Data section —
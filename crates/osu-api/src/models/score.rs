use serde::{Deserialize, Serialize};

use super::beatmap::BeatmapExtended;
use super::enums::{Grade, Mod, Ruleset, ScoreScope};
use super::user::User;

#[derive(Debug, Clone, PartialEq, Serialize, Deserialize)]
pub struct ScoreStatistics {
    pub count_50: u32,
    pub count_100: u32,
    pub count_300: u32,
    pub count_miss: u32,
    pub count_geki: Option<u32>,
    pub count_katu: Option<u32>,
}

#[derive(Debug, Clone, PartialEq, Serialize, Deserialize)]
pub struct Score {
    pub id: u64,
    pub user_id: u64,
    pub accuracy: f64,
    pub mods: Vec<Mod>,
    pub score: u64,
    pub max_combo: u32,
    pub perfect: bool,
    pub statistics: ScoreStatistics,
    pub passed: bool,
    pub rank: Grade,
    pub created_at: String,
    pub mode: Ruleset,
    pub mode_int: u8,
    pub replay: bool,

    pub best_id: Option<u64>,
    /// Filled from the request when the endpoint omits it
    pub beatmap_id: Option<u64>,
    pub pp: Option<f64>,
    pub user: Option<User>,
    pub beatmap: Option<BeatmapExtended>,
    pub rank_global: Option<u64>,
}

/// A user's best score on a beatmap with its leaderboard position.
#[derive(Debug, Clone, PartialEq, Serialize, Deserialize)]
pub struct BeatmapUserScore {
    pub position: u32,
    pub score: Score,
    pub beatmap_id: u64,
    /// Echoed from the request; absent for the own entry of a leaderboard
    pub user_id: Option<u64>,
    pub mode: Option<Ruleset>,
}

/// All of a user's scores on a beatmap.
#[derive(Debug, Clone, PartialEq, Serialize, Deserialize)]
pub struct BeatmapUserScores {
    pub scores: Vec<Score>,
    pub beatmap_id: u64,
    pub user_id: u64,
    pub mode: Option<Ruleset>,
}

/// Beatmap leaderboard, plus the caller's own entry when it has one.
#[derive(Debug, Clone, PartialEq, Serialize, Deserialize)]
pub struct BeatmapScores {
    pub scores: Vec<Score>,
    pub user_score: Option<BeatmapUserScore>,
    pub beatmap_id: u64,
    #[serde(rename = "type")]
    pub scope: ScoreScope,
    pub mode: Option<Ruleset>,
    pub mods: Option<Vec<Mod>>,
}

What to produce — Given the word "when", show every line of the records that contains it.

Exercise solution —
    /// Filled from the request when the endpoint omits it
/// Beatmap leaderboard, plus the caller's own entry when it has one.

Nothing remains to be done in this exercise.